Estava no cinema. Sentada e quieta como uma múmia. Eu e o Denzel gangster, aquele pão. Eu a imaginar-me traficante de droga e a lutar contra os "maus". Atrás de mim uma mulher de longas pernas. Um pontapé no meu encosto. Dois. Três. Vinte.
O monstro saiu. Levantou-se. Partiu as duas pernas à mulher. Pegou nela, rodou rodou e devolveu-a à Pontapelândia.

26 de novembro de 2007

fases da vida duma mulher ocidental

Perguntei ao Bruno se sabia o que é este objecto acabadinho de sair da máquina. Ele não adivinhou.
Quando eu era pequena sonhava com soutiens. Conta a Di que eu cheguei a chorar por não ter maminhas. A verdade é que com 13 anos eu não só era maior que os rapazes da minha idade, como tinha tanto peito quanto eles.

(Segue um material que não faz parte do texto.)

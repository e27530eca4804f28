//! 점수/지표 읽기 전용 뷰.
//!
//! 최신 종합 점수와 기술 지표 스냅샷을 조회하되, 시장 시간 기준
//! `max_data_age`(기본 48시간)보다 오래된 데이터는 없는 것으로
//! 취급합니다. 주말과 휴장일은 캘린더가 시간 계산에서 제외합니다.

use crate::error::Result;
use async_trait::async_trait;
use chrono::{DateTime, Duration, Utc};
use kquant_calendar::KrxCalendar;
use kquant_core::{CompositeScore, FundamentalSnapshot, Stock, TechnicalSnapshot, Ticker};
use rust_decimal::Decimal;
use std::collections::HashMap;
use std::sync::Arc;
use tokio::sync::RwLock;

/// 최신 점수/지표를 조회하는 저수준 인터페이스.
///
/// 구현체는 DB 테이블(append-only) 위의 최신 행 조회입니다.
#[async_trait]
pub trait MarketDataReader: Send + Sync {
    /// 최신 종합 점수를 조회합니다.
    async fn latest_composite_score(&self, ticker: &Ticker) -> Result<Option<CompositeScore>>;

    /// 지정 시각 이전의 종합 점수를 조회합니다 (악화 판정 기준점).
    async fn composite_score_before(
        &self,
        ticker: &Ticker,
        before: DateTime<Utc>,
    ) -> Result<Option<CompositeScore>>;

    /// 최신 기술 지표 스냅샷을 조회합니다.
    async fn latest_technical(&self, ticker: &Ticker) -> Result<Option<TechnicalSnapshot>>;

    /// 최신 재무 지표 스냅샷을 조회합니다.
    async fn latest_fundamental(&self, ticker: &Ticker) -> Result<Option<FundamentalSnapshot>>;
}

/// 종목 마스터 조회 인터페이스 (섹터 집중도 검증용).
#[async_trait]
pub trait StockDirectory: Send + Sync {
    /// 종목 마스터를 조회합니다.
    async fn get_stock(&self, ticker: &Ticker) -> Result<Option<Stock>>;
}

/// staleness 판정이 적용된 점수 조회 결과.
#[derive(Debug, Clone)]
pub struct ScoreReading {
    /// 종합 점수
    pub score: CompositeScore,
    /// 기술 지표 (있으면)
    pub technical: Option<TechnicalSnapshot>,
    /// 데이터 품질 점수 [0,100] (채워진 입력 비율)
    pub data_quality_score: Decimal,
    /// 데이터 산출 시각
    pub as_of: DateTime<Utc>,
}

/// staleness 경계가 적용된 점수 리더.
pub struct ScoreReader {
    inner: Arc<dyn MarketDataReader>,
    calendar: Arc<KrxCalendar>,
    max_data_age: Duration,
}

impl ScoreReader {
    /// 기본 48 시장 시간 경계로 리더를 생성합니다.
    pub fn new(inner: Arc<dyn MarketDataReader>, calendar: Arc<KrxCalendar>) -> Self {
        Self::with_max_age(inner, calendar, Duration::hours(48))
    }

    /// 지정한 시장 시간 경계로 리더를 생성합니다.
    pub fn with_max_age(
        inner: Arc<dyn MarketDataReader>,
        calendar: Arc<KrxCalendar>,
        max_data_age: Duration,
    ) -> Self {
        Self {
            inner,
            calendar,
            max_data_age,
        }
    }

    /// 데이터가 아직 신선한지 판정합니다 (시장 시간 기준).
    pub fn is_fresh(&self, as_of: DateTime<Utc>, now: DateTime<Utc>) -> bool {
        self.calendar.market_hours_between(as_of, now) <= self.max_data_age
    }

    /// 최신 점수를 staleness 판정과 함께 조회합니다.
    ///
    /// 경계를 넘은 데이터는 `None`으로 취급합니다.
    pub async fn read(&self, ticker: &Ticker) -> Result<Option<ScoreReading>> {
        self.read_at(ticker, Utc::now()).await
    }

    /// 기준 시각을 지정해 조회합니다. 스케줄러/테스트용.
    pub async fn read_at(
        &self,
        ticker: &Ticker,
        now: DateTime<Utc>,
    ) -> Result<Option<ScoreReading>> {
        let score = match self.inner.latest_composite_score(ticker).await? {
            Some(s) => s,
            None => return Ok(None),
        };

        if !self.is_fresh(score.computed_at, now) {
            tracing::debug!(
                ticker = %ticker,
                as_of = %score.computed_at,
                "Score is stale, treating as absent"
            );
            return Ok(None);
        }

        let technical = self.inner.latest_technical(ticker).await?;
        let data_quality_score = technical
            .as_ref()
            .map(|t| t.data_quality_score())
            .unwrap_or(Decimal::ZERO);

        Ok(Some(ScoreReading {
            as_of: score.computed_at,
            score,
            technical,
            data_quality_score,
        }))
    }

    /// 악화 판정 기준점 점수를 조회합니다 (staleness 미적용).
    pub async fn score_before(
        &self,
        ticker: &Ticker,
        before: DateTime<Utc>,
    ) -> Result<Option<CompositeScore>> {
        self.inner.composite_score_before(ticker, before).await
    }

    /// 최신 기술 지표를 조회합니다 (staleness 미적용).
    pub async fn latest_technical(&self, ticker: &Ticker) -> Result<Option<TechnicalSnapshot>> {
        self.inner.latest_technical(ticker).await
    }
}

/// 인메모리 시장 데이터 리더. 테스트용.
#[derive(Default)]
pub struct MemoryMarketDataReader {
    scores: RwLock<HashMap<Ticker, Vec<CompositeScore>>>,
    technicals: RwLock<HashMap<Ticker, TechnicalSnapshot>>,
    fundamentals: RwLock<HashMap<Ticker, FundamentalSnapshot>>,
}

impl MemoryMarketDataReader {
    /// 빈 리더를 생성합니다.
    pub fn new() -> Self {
        Self::default()
    }

    /// 점수를 추가합니다 (시각 오름차순 유지).
    pub async fn push_score(&self, score: CompositeScore) {
        let mut scores = self.scores.write().await;
        let entry = scores.entry(score.ticker.clone()).or_default();
        entry.push(score);
        entry.sort_by_key(|s| s.computed_at);
    }

    /// 기술 지표를 설정합니다.
    pub async fn set_technical(&self, ticker: Ticker, snapshot: TechnicalSnapshot) {
        self.technicals.write().await.insert(ticker, snapshot);
    }

    /// 재무 지표를 설정합니다.
    pub async fn set_fundamental(&self, ticker: Ticker, snapshot: FundamentalSnapshot) {
        self.fundamentals.write().await.insert(ticker, snapshot);
    }
}

#[async_trait]
impl MarketDataReader for MemoryMarketDataReader {
    async fn latest_composite_score(&self, ticker: &Ticker) -> Result<Option<CompositeScore>> {
        let scores = self.scores.read().await;
        Ok(scores.get(ticker).and_then(|v| v.last().cloned()))
    }

    async fn composite_score_before(
        &self,
        ticker: &Ticker,
        before: DateTime<Utc>,
    ) -> Result<Option<CompositeScore>> {
        let scores = self.scores.read().await;
        Ok(scores.get(ticker).and_then(|v| {
            v.iter()
                .rev()
                .find(|s| s.computed_at <= before)
                .cloned()
        }))
    }

    async fn latest_technical(&self, ticker: &Ticker) -> Result<Option<TechnicalSnapshot>> {
        Ok(self.technicals.read().await.get(ticker).cloned())
    }

    async fn latest_fundamental(&self, ticker: &Ticker) -> Result<Option<FundamentalSnapshot>> {
        Ok(self.fundamentals.read().await.get(ticker).cloned())
    }
}

/// 인메모리 종목 마스터. 테스트용.
#[derive(Default)]
pub struct MemoryStockDirectory {
    stocks: RwLock<HashMap<Ticker, Stock>>,
}

impl MemoryStockDirectory {
    /// 빈 디렉토리를 생성합니다.
    pub fn new() -> Self {
        Self::default()
    }

    /// 종목을 등록합니다.
    pub async fn insert(&self, stock: Stock) {
        self.stocks.write().await.insert(stock.ticker.clone(), stock);
    }
}

#[async_trait]
impl StockDirectory for MemoryStockDirectory {
    async fn get_stock(&self, ticker: &Ticker) -> Result<Option<Stock>> {
        Ok(self.stocks.read().await.get(ticker).cloned())
    }
}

Momentos marcantes na minha vida com o Soutien:
O fascínio pelo peito alheio (lembras-te, Nhocas?). O primeiro soutien: andava na escola primária quando pedi um top à minha mãe. Ela deu-me uma coisa enorme que tinha tudo para ser cuecas mas que tinha um buraco para a cabeça. Mais tarde, lá me deu um top mais charmoso de que me lembro até hoje. Depois veio o admirável mundo do metal - colchetes e aros: no dia em que finalmente as maminhas deixaram de ser psicológicas tive direito a um mini-mini-soutien-de-aros. Foi a Cilu que mo vestiu, tentando disfarçar a folga. Com o fecho vem a vergonha de ir para a escola e saber que os soutiens se vêem nas costas através da roupa. Os rapazes puxavam-nos como se fossem fisgas. Anos depois deu-se a inesperada explosão mamária. A busca de soutiens-grandes-mas-sexies. Depois veio a resignação: deixar de correr atrás do que quer que seja. E por fim o domínio do assunto: tirar um objecto metálico da máquina de lavar roupa e saber enfiá-lo habilmente no orifício de onde saiu.